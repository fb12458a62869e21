use std::str::FromStr;

use serde::{Deserialize, Serialize};
use serde_json::Value;

use crate::errors::EnvelopeError;

/// The `{type, data}` unit exchanged over the push channel in both directions.
///
/// `type` is the only field the channel looks at, and only to hand it to
/// consumers; the channel itself gives no meaning to any value.
#[derive(Debug, Clone, PartialEq, Serialize, Deserialize)]
pub struct Envelope {
    #[serde(rename = "type")]
    pub kind: String,
    #[serde(default)]
    pub data: Value,
}

impl Envelope {
    pub fn new(kind: impl Into<String>, data: Value) -> Self {
        Self {
            kind: kind.into(),
            data,
        }
    }

    /// Decode a text frame. Fails on invalid JSON or a missing/non-string `type`.
    pub fn decode(text: &str) -> Result<Self, EnvelopeError> {
        serde_json::from_str(text).map_err(EnvelopeError::Malformed)
    }

    pub fn encode(&self) -> Result<String, EnvelopeError> {
        serde_json::to_string(self).map_err(|source| EnvelopeError::Encode {
            kind: self.kind.clone(),
            source,
        })
    }

    /// The task change this envelope announces, if any.
    pub fn task_change(&self) -> Option<TaskChange> {
        self.kind.parse().ok()
    }
}

/// Task notifications that make a board view re-fetch its task list.
#[derive(Debug, Clone, Copy, PartialEq, Eq, Hash)]
pub enum TaskChange {
    Created,
    Updated,
    Deleted,
}

impl TaskChange {
    pub fn as_str(&self) -> &'static str {
        match self {
            Self::Created => "task_created",
            Self::Updated => "task_updated",
            Self::Deleted => "task_deleted",
        }
    }
}

impl std::fmt::Display for TaskChange {
    fn fmt(&self, f: &mut std::fmt::Formatter<'_>) -> std::fmt::Result {
        f.write_str(self.as_str())
    }
}

impl FromStr for TaskChange {
    type Err = String;

    fn from_str(s: &str) -> Result<Self, Self::Err> {
        match s {
            "task_created" => Ok(Self::Created),
            "task_updated" => Ok(Self::Updated),
            "task_deleted" => Ok(Self::Deleted),
            _ => Err(format!("Not a task notification: {}", s)),
        }
    }
}
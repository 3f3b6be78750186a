//! Integration tests for `readably classify` and `readably probe`.
//!
//! Both commands run against the fixtures in `tests/fixtures/`, so no
//! network or browser is needed.

#![allow(deprecated)] // cargo_bin is deprecated; its replacement is not yet stable

use assert_cmd::Command;
use predicates::prelude::*;
use serde_json::Value;

const ARTICLE: &str = "tests/fixtures/article.html";
const LAYOUT: &str = "tests/fixtures/layout.json";
const EMPTY_CONFIG: &str = "tests/fixtures/empty.toml";
const CLEAR_CONFIG: &str = "tests/fixtures/clear.toml";

/// Helper: `readably` with an empty config so the user's file is ignored.
fn readably() -> Command {
    let mut cmd = Command::cargo_bin("readably").expect("binary 'readably' should be built");
    cmd.args(["--config", EMPTY_CONFIG]);
    cmd
}

fn json_stdout(cmd: &mut Command) -> Value {
    let output = cmd.output().expect("command should run");
    assert!(output.status.success(), "stderr: {}", String::from_utf8_lossy(&output.stderr));
    serde_json::from_slice(&output.stdout).expect("stdout should be JSON")
}

// ─── Classify ────────────────────────────────────────────────────────────────

#[test]
fn classify_text_lists_blocks_in_order() {
    readably()
        .args(["classify", ARTICLE])
        .assert()
        .success()
        .stdout(predicate::str::contains("3 readable blocks"))
        .stdout(predicate::str::contains("address#test"))
        .stdout(predicate::str::contains("p#intro"))
        .stdout(predicate::str::contains("blockquote#quote"))
        .stdout(predicate::str::contains("h1#title").not())
        .stdout(predicate::str::contains("not readable").not());
}

#[test]
fn classify_json_output() {
    let blocks = json_stdout(readably().args(["classify", "--format", "json", ARTICLE]));
    let ids: Vec<&str> = blocks
        .as_array()
        .unwrap()
        .iter()
        .map(|b| b["id"].as_str().unwrap())
        .collect();
    assert_eq!(ids, vec!["test", "intro", "quote"]);
    assert_eq!(blocks[0]["tag"], "address");
    assert_eq!(blocks[0]["preview"], "John Doe");
    assert_eq!(
        blocks[0]["path"],
        "html > body > div#content-1 > article > header > span > address#test"
    );
}

#[test]
fn classify_reads_stdin() {
    readably()
        .args(["classify", "-"])
        .write_stdin("<div><blockquote>Some text here</blockquote></div>")
        .assert()
        .success()
        .stdout(predicate::str::contains("1 readable blocks"))
        .stdout(predicate::str::contains("html > body > div > blockquote"));
}

#[test]
fn classify_empty_document() {
    readably()
        .args(["classify", "-"])
        .write_stdin("<div></div><section></section>")
        .assert()
        .success()
        .stdout(predicate::str::contains("No readable blocks found"));
}

#[test]
fn classify_exclude_flag_removes_blocks() {
    let blocks = json_stdout(readably().args([
        "classify",
        "--format",
        "json",
        "--exclude",
        "blockquote",
        ARTICLE,
    ]));
    assert_eq!(blocks.as_array().unwrap().len(), 2);
}

#[test]
fn classify_config_file_changes_exclusions() {
    let mut cmd = Command::cargo_bin("readably").unwrap();
    cmd.args(["--config", CLEAR_CONFIG, "classify", "--format", "json", ARTICLE]);
    let blocks = json_stdout(&mut cmd);
    assert_eq!(blocks[0]["id"], "title");
    assert_eq!(blocks.as_array().unwrap().len(), 4);
}

#[test]
fn classify_missing_file_fails() {
    readably()
        .args(["classify", "tests/fixtures/nope.html"])
        .assert()
        .failure()
        .stderr(predicate::str::contains("failed to read"));
}

// ─── Probe ───────────────────────────────────────────────────────────────────

#[test]
fn probe_reports_overlay_position() {
    readably()
        .args(["probe", ARTICLE, "--layout", LAYOUT, "--at", "50,70"])
        .assert()
        .success()
        .stdout(predicate::str::contains("p#intro"))
        .stdout(predicate::str::contains("Top: 260.0px"))
        .stdout(predicate::str::contains("Left: 40.0px"))
        .stdout(predicate::str::contains("First line (line-height): 27.0px"));
}

#[test]
fn probe_json_includes_bounds_and_measurement() {
    let report = json_stdout(readably().args([
        "probe", ARTICLE, "--layout", LAYOUT, "--at", "60,140", "--format", "json",
    ]));
    assert_eq!(report["readable_count"], 3);
    let hovered = &report["hovered"];
    assert_eq!(hovered["block"]["id"], "quote");
    assert_eq!(hovered["top"], 340.0);
    assert_eq!(hovered["left"], 60.0);
    assert_eq!(hovered["height_of_first_line"], 24.0);
    assert_eq!(hovered["measured_first_line_height"], 24.0);
    assert_eq!(hovered["bounds"]["width"], 560.0);
}

#[test]
fn probe_point_on_edge_counts_as_inside() {
    let report = json_stdout(readably().args([
        "probe", ARTICLE, "--layout", LAYOUT, "--at", "40,60", "--format", "json",
    ]));
    assert_eq!(report["hovered"]["block"]["id"], "intro");
}

#[test]
fn probe_outside_every_block() {
    let report = json_stdout(readably().args([
        "probe", ARTICLE, "--layout", LAYOUT, "--at", "5,5", "--format", "json",
    ]));
    assert!(report["hovered"].is_null());

    readably()
        .args(["probe", ARTICLE, "--layout", LAYOUT, "--at", "5,5"])
        .assert()
        .success()
        .stdout(predicate::str::contains("No readable block under the pointer"));
}

#[test]
fn probe_rejects_bad_point() {
    readably()
        .args(["probe", ARTICLE, "--layout", LAYOUT, "--at", "nowhere"])
        .assert()
        .failure()
        .stderr(predicate::str::contains("expected X,Y"));
}

#[test]
fn probe_missing_layout_fails() {
    readably()
        .args(["probe", ARTICLE, "--layout", "tests/fixtures/missing.json", "--at", "1,1"])
        .assert()
        .failure()
        .stderr(predicate::str::contains("failed to load layout"));
}
//! Error types for the outer surfaces (config, layout fixtures, selectors).
//!
//! Classification and geometry never fail; only loading inputs can.

use std::path::PathBuf;

use thiserror::Error;

/// Errors raised while loading configuration or layout data.
#[derive(Error, Debug)]
pub enum ReadablyError {
    #[error("IO error: {0}")]
    Io(#[from] std::io::Error),

    #[error("Invalid config in {}: {source}", .path.display())]
    Config {
        path: PathBuf,
        #[source]
        source: toml::de::Error,
    },

    #[error("JSON error: {0}")]
    Json(#[from] serde_json::Error),

    #[error("Invalid selector '{0}'")]
    Selector(String),
}

pub type Result<T> = std::result::Result<T, ReadablyError>;
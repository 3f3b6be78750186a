//! Hover tracking over readable elements.
//!
//! A [`HoverTracker`] listens to pointer events from an [`EventSource`] and
//! keeps a single [`HoverState`]: either `Idle` or `Hovering` one tracked
//! element, with the document-space position and first-line height an
//! overlay needs. State is published through a `tokio::sync::watch`
//! channel so any number of consumers can observe it.
//!
//! # Leave behavior
//!
//! With [`LeaveBehavior::Sticky`] (the default) no pointer-out listener is
//! registered and the last hovered element stays active until another
//! tracked element is entered. [`LeaveBehavior::Clear`] returns to `Idle`
//! when the pointer leaves a tracked element.

use std::cell::RefCell;
use std::marker::PhantomData;
use std::rc::Rc;

use serde::{Deserialize, Serialize};
use tokio::sync::watch;
use tracing::{debug, trace, warn};

use crate::geometry::{element_bounds, LayoutView};

#[derive(Debug, Clone, Copy, PartialEq, Eq, Hash)]
pub enum PointerEventKind {
    /// `mouseover`: the pointer entered the target.
    Over,
    /// `mouseout`: the pointer left the target.
    Out,
}

/// A pointer event carrying its target element.
#[derive(Debug, Clone, Copy, PartialEq, Eq)]
pub struct PointerEvent<N> {
    pub kind: PointerEventKind,
    pub target: N,
}

impl<N> PointerEvent<N> {
    pub fn over(target: N) -> Self {
        Self {
            kind: PointerEventKind::Over,
            target,
        }
    }

    pub fn out(target: N) -> Self {
        Self {
            kind: PointerEventKind::Out,
            target,
        }
    }
}

/// What happens to the hover state when the pointer leaves an element.
#[derive(Debug, Clone, Copy, PartialEq, Eq, Default, Serialize, Deserialize)]
#[serde(rename_all = "lowercase")]
pub enum LeaveBehavior {
    #[default]
    Sticky,
    Clear,
}

/// Position and first-line height of the hovered readable element.
#[derive(Debug, Clone, Copy, PartialEq)]
pub struct HoverInfo<N> {
    pub element: N,
    /// Document-space top edge.
    pub top: f64,
    /// Document-space left edge.
    pub left: f64,
    pub height_of_first_line: f64,
}

#[derive(Debug, Clone, Copy, PartialEq)]
pub enum HoverState<N> {
    Idle,
    Hovering(HoverInfo<N>),
}

impl<N> HoverState<N> {
    pub fn info(&self) -> Option<&HoverInfo<N>> {
        match self {
            Self::Idle => None,
            Self::Hovering(info) => Some(info),
        }
    }

    pub fn is_idle(&self) -> bool {
        matches!(self, Self::Idle)
    }
}

/// Result of feeding one event to a [`HoverMachine`].
#[derive(Debug, Clone, Copy, PartialEq)]
pub enum Transition<N> {
    Enter(HoverInfo<N>),
    Leave,
    Ignore,
}

/// Pure transition logic over a fixed list of tracked elements.
#[derive(Debug, Clone)]
pub struct HoverMachine<N> {
    tracked: Rc<[N]>,
    leave: LeaveBehavior,
}

impl<N: Copy + PartialEq> HoverMachine<N> {
    pub fn new(tracked: Rc<[N]>, leave: LeaveBehavior) -> Self {
        Self { tracked, leave }
    }

    pub fn is_tracked(&self, node: N) -> bool {
        self.tracked.contains(&node)
    }

    /// Decide the transition for `event`.
    ///
    /// Entering reads geometry at event time: top/left from the element's
    /// document bounds, height from its computed `line-height` (zero when
    /// unresolvable).
    pub fn transition<L>(&self, view: &L, event: &PointerEvent<N>) -> Transition<N>
    where
        L: LayoutView<N> + ?Sized,
    {
        if !self.is_tracked(event.target) {
            return Transition::Ignore;
        }

        match event.kind {
            PointerEventKind::Over => {
                let bounds = element_bounds(view, event.target);
                let height_of_first_line = view
                    .computed_style(event.target)
                    .resolved_line_height()
                    .unwrap_or(0.0);
                Transition::Enter(HoverInfo {
                    element: event.target,
                    top: bounds.top,
                    left: bounds.left,
                    height_of_first_line,
                })
            }
            PointerEventKind::Out => match self.leave {
                LeaveBehavior::Clear => Transition::Leave,
                LeaveBehavior::Sticky => Transition::Ignore,
            },
        }
    }
}

/// Apply a transition; returns whether the published state changed.
fn apply<N: PartialEq>(state: &watch::Sender<HoverState<N>>, transition: Transition<N>) -> bool {
    state.send_if_modified(|current| {
        let next = match transition {
            Transition::Enter(info) => HoverState::Hovering(info),
            Transition::Leave => HoverState::Idle,
            Transition::Ignore => return false,
        };
        if *current == next {
            return false;
        }
        *current = next;
        true
    })
}

#[derive(Debug, Clone, Copy, PartialEq, Eq, Hash, PartialOrd, Ord)]
pub struct ListenerId(u64);

pub type Listener<'a, N> = Box<dyn FnMut(&PointerEvent<N>) + 'a>;

/// Something pointer listeners can be attached to, like a browser window.
pub trait EventSource<'a, N> {
    fn subscribe(&mut self, kind: PointerEventKind, listener: Listener<'a, N>) -> ListenerId;

    /// Returns `false` if `id` was not attached.
    fn unsubscribe(&mut self, id: ListenerId) -> bool;
}

/// In-process listener registry with synchronous dispatch.
pub struct PointerEvents<'a, N> {
    next_id: u64,
    listeners: Vec<(ListenerId, PointerEventKind, Listener<'a, N>)>,
}

impl<'a, N> PointerEvents<'a, N> {
    pub fn new() -> Self {
        Self {
            next_id: 0,
            listeners: Vec::new(),
        }
    }

    /// Run every listener registered for the event's kind, in
    /// registration order.
    pub fn dispatch(&mut self, event: &PointerEvent<N>) {
        for (_, kind, listener) in &mut self.listeners {
            if *kind == event.kind {
                listener(event);
            }
        }
    }

    pub fn listener_count(&self) -> usize {
        self.listeners.len()
    }

    pub fn listener_count_for(&self, kind: PointerEventKind) -> usize {
        self.listeners.iter().filter(|(_, k, _)| *k == kind).count()
    }
}

impl<N> Default for PointerEvents<'_, N> {
    fn default() -> Self {
        Self::new()
    }
}

impl<'a, N> EventSource<'a, N> for PointerEvents<'a, N> {
    fn subscribe(&mut self, kind: PointerEventKind, listener: Listener<'a, N>) -> ListenerId {
        let id = ListenerId(self.next_id);
        self.next_id += 1;
        self.listeners.push((id, kind, listener));
        id
    }

    fn unsubscribe(&mut self, id: ListenerId) -> bool {
        let before = self.listeners.len();
        self.listeners.retain(|(listener_id, _, _)| *listener_id != id);
        self.listeners.len() != before
    }
}

/// Keeps hover state for a list of readable elements in sync with pointer
/// events.
///
/// Listeners are attached on construction and detached on
/// [`detach`](Self::detach) or drop. Replacing the element list with
/// [`set_elements`](Self::set_elements) re-attaches them so no listener
/// keeps a stale list.
///
/// Listeners hold only weak handles to the layout and the published state.
/// If the tracker is dropped while the event source is borrowed (from
/// inside a dispatch, say), its listeners cannot be removed; they stay
/// registered but become inert and keep neither the layout nor the state alive.
pub struct HoverTracker<'a, N, L, S>
where
    N: Copy + PartialEq + 'a,
    L: LayoutView<N> + 'a,
    S: EventSource<'a, N>,
{
    events: Rc<RefCell<S>>,
    layout: Rc<L>,
    elements: Rc<[N]>,
    leave: LeaveBehavior,
    state: Rc<watch::Sender<HoverState<N>>>,
    listeners: Vec<ListenerId>,
    _source: PhantomData<&'a ()>,
}

impl<'a, N, L, S> HoverTracker<'a, N, L, S>
where
    N: Copy + PartialEq + 'a,
    L: LayoutView<N> + 'a,
    S: EventSource<'a, N>,
{
    pub fn new(events: Rc<RefCell<S>>, layout: Rc<L>, elements: Rc<[N]>, leave: LeaveBehavior) -> Self {
        let (state, _) = watch::channel(HoverState::Idle);
        let mut tracker = Self {
            events,
            layout,
            elements,
            leave,
            state: Rc::new(state),
            listeners: Vec::new(),
            _source: PhantomData,
        };
        tracker.attach();
        tracker
    }

    /// Latest hover info, or `None` when idle.
    pub fn current(&self) -> Option<HoverInfo<N>> {
        self.state.borrow().info().copied()
    }

    pub fn state(&self) -> HoverState<N> {
        *self.state.borrow()
    }

    /// A receiver notified whenever the hover state changes.
    pub fn subscribe(&self) -> watch::Receiver<HoverState<N>> {
        self.state.subscribe()
    }

    pub fn elements(&self) -> &Rc<[N]> {
        &self.elements
    }

    pub fn leave_behavior(&self) -> LeaveBehavior {
        self.leave
    }

    pub fn is_attached(&self) -> bool {
        !self.listeners.is_empty()
    }

    /// Track a new element list.
    ///
    /// A list with the same identity (`Rc::ptr_eq`) is a no-op; anything
    /// else detaches the current listeners and attaches fresh ones. The
    /// current hover state is kept.
    pub fn set_elements(&mut self, elements: Rc<[N]>) {
        if Rc::ptr_eq(&self.elements, &elements) {
            return;
        }
        self.detach();
        self.elements = elements;
        self.attach();
    }

    /// Remove every listener this tracker registered.
    pub fn detach(&mut self) {
        if self.listeners.is_empty() {
            return;
        }
        let mut events = self.events.borrow_mut();
        for id in self.listeners.drain(..) {
            if !events.unsubscribe(id) {
                warn!(?id, "hover listener was already detached");
            }
        }
        debug!("hover listeners detached");
    }

    fn attach(&mut self) {
        let over = self.listener();
        let id = self.events.borrow_mut().subscribe(PointerEventKind::Over, over);
        self.listeners.push(id);

        if self.leave == LeaveBehavior::Clear {
            let out = self.listener();
            let id = self.events.borrow_mut().subscribe(PointerEventKind::Out, out);
            self.listeners.push(id);
        }

        debug!(
            elements = self.elements.len(),
            leave = ?self.leave,
            "hover listeners attached"
        );
    }

    fn listener(&self) -> Listener<'a, N> {
        let machine = HoverMachine::new(Rc::clone(&self.elements), self.leave);
        let layout = Rc::downgrade(&self.layout);
        let state = Rc::downgrade(&self.state);

        Box::new(move |event: &PointerEvent<N>| {
            let (Some(layout), Some(state)) = (layout.upgrade(), state.upgrade()) else {
                return;
            };
            let transition = machine.transition(&*layout, event);
            if apply(&state, transition) {
                trace!(kind = ?event.kind, "hover state changed");
            }
        })
    }
}

impl<'a, N, L, S> Drop for HoverTracker<'a, N, L, S>
where
    N: Copy + PartialEq + 'a,
    L: LayoutView<N> + 'a,
    S: EventSource<'a, N>,
{
    fn drop(&mut self) {
        if self.listeners.is_empty() {
            return;
        }
        // Dropping from inside a dispatch cannot reach the registry.
        match self.events.try_borrow_mut() {
            Ok(mut events) => {
                for id in self.listeners.drain(..) {
                    events.unsubscribe(id);
                }
            }
            Err(_) => warn!("event source busy; inert hover listeners left attached"),
        }
    }
}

# [ASSIGNED TASK]
Look back at the entries above and repeat, unchanged, every line from the line holding "self.detach();" through the line holding "let over = self.listener();".

# [ANSWER SPACE]
        self.detach();
        self.elements = elements;
        self.attach();
    }

    /// Remove every listener this tracker registered.
    pub fn detach(&mut self) {
        if self.listeners.is_empty() {
            return;
        }
        let mut events = self.events.borrow_mut();
        for id in self.listeners.drain(..) {
            if !events.unsubscribe(id) {
                warn!(?id, "hover listener was already detached");
            }
        }
        debug!("hover listeners detached");
    }

    fn attach(&mut self) {
        let over = self.listener();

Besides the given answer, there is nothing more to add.